* [EXERCISE DIRECTIONS]
Please copy out each line of the entries in which "dropout" appears.

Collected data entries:
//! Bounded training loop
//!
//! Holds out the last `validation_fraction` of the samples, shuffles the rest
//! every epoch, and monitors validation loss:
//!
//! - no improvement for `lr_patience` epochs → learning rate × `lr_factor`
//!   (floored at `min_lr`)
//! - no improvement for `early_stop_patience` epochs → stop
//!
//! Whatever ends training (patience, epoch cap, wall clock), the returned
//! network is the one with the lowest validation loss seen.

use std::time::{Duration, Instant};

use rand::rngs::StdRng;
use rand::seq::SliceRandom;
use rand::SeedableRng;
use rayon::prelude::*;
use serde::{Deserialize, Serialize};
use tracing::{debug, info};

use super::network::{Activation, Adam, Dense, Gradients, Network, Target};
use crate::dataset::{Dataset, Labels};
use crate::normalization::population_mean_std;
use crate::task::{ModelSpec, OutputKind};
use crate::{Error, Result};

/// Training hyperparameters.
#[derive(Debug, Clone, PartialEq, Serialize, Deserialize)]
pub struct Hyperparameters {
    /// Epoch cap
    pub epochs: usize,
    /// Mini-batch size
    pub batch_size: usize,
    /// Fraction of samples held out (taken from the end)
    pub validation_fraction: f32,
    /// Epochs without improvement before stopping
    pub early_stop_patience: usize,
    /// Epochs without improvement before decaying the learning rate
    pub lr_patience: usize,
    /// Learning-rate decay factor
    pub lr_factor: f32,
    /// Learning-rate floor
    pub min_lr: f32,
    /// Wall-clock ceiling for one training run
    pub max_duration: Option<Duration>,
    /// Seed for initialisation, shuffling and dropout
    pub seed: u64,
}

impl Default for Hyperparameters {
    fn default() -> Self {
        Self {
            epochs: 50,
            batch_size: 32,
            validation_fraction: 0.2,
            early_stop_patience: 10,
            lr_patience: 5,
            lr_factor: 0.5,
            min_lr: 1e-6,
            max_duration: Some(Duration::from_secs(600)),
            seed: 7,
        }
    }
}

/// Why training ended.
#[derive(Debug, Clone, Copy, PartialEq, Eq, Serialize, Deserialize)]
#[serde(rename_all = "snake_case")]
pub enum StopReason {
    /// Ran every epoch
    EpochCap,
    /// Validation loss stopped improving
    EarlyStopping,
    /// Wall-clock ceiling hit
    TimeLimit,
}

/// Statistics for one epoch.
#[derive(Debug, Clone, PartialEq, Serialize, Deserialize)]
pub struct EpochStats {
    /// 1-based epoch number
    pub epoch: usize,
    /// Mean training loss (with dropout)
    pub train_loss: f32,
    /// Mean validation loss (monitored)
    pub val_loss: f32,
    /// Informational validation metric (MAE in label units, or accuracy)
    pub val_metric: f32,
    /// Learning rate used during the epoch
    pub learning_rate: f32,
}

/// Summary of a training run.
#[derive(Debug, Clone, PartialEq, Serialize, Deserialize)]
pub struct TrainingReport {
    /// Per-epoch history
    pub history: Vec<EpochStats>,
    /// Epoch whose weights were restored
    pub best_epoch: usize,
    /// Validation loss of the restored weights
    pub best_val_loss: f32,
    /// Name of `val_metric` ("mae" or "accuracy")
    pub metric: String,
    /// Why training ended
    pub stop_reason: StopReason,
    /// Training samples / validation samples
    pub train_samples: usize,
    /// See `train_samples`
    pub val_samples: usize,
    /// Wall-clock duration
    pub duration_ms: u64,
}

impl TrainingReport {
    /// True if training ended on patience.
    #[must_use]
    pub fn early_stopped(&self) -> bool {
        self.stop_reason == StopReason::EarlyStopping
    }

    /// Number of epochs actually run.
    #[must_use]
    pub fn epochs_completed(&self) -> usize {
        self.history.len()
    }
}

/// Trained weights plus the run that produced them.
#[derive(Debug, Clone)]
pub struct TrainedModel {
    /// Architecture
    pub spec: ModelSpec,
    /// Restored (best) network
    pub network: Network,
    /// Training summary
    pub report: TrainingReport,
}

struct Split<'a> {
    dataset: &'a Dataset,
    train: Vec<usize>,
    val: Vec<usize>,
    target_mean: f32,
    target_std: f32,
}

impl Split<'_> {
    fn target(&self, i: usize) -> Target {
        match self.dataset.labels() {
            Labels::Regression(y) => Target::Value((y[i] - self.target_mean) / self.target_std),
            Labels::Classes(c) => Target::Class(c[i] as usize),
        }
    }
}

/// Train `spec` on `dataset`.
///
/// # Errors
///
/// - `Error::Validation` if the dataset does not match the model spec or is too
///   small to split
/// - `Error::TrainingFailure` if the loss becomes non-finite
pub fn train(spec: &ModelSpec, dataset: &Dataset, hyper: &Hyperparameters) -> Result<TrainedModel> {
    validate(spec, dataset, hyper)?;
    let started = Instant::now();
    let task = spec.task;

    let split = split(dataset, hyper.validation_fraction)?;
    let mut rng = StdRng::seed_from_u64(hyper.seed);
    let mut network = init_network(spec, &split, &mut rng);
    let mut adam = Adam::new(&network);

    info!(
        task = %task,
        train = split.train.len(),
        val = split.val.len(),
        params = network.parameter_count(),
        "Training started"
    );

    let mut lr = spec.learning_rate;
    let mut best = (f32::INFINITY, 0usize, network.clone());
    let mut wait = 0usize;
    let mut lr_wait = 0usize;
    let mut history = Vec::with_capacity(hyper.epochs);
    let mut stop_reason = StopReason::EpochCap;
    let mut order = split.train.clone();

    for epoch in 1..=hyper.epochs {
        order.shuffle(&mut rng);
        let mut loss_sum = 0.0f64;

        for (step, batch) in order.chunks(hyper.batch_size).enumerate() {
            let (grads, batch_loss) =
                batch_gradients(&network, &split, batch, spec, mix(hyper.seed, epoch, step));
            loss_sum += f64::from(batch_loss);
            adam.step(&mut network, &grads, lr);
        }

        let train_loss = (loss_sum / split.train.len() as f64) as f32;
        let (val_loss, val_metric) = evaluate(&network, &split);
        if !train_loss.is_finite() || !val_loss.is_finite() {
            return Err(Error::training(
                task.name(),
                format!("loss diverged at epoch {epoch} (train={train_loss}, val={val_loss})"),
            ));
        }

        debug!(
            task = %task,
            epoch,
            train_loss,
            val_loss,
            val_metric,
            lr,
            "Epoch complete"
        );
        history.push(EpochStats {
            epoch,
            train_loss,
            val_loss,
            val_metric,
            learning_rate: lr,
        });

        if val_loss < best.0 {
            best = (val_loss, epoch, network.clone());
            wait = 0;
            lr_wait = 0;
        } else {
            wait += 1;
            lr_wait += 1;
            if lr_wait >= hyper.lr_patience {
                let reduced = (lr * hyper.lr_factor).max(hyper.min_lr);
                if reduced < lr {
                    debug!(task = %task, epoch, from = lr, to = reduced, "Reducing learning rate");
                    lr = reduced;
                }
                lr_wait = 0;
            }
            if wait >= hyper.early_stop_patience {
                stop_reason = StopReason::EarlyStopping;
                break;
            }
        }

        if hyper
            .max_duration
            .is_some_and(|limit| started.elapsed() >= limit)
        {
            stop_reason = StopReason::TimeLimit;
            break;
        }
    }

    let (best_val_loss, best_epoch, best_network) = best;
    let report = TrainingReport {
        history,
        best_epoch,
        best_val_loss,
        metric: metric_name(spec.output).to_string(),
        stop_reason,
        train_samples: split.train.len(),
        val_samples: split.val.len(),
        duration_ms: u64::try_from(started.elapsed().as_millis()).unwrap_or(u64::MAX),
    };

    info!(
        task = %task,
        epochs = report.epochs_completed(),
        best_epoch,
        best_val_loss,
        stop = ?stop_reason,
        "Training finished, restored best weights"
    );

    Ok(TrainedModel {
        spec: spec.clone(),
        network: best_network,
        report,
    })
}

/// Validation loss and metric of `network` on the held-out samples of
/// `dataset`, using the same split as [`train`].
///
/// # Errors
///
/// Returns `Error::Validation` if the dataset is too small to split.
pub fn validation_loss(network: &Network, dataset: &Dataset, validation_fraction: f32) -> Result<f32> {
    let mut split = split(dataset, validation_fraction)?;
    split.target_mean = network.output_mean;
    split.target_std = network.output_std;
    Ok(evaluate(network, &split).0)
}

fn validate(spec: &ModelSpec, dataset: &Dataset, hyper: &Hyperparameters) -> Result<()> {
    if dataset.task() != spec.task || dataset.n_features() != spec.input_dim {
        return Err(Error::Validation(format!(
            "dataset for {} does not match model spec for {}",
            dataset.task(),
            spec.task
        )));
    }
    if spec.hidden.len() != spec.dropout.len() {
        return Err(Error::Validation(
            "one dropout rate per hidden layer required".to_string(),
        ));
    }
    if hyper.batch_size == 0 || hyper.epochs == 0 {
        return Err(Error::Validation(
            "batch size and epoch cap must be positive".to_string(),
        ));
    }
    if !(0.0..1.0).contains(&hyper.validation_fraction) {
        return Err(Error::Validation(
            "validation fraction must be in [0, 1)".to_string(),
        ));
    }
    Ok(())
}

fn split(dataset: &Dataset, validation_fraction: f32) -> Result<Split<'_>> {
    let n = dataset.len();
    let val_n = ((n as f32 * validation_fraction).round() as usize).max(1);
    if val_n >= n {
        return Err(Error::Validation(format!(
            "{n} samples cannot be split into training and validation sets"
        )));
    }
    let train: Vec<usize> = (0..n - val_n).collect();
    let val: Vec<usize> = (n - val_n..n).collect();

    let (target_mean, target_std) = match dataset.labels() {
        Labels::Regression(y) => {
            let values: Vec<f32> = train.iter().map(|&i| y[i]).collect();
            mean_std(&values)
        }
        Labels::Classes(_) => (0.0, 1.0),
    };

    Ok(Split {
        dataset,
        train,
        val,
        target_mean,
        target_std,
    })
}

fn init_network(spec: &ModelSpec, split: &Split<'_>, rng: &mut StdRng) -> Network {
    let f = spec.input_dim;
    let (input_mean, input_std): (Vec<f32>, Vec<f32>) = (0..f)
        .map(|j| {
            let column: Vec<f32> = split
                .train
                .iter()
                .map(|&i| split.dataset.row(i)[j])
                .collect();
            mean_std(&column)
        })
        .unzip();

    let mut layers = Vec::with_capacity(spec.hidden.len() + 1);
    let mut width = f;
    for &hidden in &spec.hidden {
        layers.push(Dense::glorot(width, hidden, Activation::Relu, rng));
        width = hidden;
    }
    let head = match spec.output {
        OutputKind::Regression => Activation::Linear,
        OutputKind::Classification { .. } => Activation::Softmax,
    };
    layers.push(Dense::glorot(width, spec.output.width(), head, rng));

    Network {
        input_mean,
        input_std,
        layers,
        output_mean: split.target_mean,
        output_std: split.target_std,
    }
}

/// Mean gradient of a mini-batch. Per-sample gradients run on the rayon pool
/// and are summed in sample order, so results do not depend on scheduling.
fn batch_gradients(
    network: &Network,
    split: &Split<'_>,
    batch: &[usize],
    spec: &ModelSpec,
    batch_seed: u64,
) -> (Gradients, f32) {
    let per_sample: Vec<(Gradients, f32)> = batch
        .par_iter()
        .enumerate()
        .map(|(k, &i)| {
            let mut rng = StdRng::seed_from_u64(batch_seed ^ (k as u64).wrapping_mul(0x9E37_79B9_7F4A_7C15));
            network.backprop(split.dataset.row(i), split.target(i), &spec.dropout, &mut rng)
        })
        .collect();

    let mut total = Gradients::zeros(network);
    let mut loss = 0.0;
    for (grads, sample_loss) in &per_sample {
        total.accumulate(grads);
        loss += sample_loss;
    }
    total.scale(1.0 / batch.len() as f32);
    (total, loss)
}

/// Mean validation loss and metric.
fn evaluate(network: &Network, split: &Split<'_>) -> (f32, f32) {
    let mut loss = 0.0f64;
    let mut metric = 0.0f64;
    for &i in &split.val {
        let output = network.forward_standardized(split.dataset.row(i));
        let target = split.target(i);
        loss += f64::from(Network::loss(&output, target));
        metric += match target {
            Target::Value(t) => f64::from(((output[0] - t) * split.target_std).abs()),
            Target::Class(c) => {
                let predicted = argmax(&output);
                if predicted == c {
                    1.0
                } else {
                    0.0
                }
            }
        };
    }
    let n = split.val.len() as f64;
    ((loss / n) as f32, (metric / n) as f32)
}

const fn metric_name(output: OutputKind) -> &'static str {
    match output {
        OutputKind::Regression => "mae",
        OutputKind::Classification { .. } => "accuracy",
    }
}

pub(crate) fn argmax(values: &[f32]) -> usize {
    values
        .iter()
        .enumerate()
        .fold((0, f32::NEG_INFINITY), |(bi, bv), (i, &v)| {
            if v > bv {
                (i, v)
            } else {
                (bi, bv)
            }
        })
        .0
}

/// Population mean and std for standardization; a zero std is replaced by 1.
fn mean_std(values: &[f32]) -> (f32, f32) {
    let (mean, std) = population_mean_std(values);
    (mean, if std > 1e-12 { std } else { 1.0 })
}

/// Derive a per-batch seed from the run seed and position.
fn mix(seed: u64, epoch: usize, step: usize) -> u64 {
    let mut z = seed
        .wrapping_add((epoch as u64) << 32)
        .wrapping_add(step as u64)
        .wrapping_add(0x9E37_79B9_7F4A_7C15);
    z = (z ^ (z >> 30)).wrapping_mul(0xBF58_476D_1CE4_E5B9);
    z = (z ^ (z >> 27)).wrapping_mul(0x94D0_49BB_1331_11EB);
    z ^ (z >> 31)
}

* [TASK OUTPUT]
    /// Seed for initialisation, shuffling and dropout
    /// Mean training loss (with dropout)
    if spec.hidden.len() != spec.dropout.len() {
            "one dropout rate per hidden layer required".to_string(),
            network.backprop(split.dataset.row(i), split.target(i), &spec.dropout, &mut rng)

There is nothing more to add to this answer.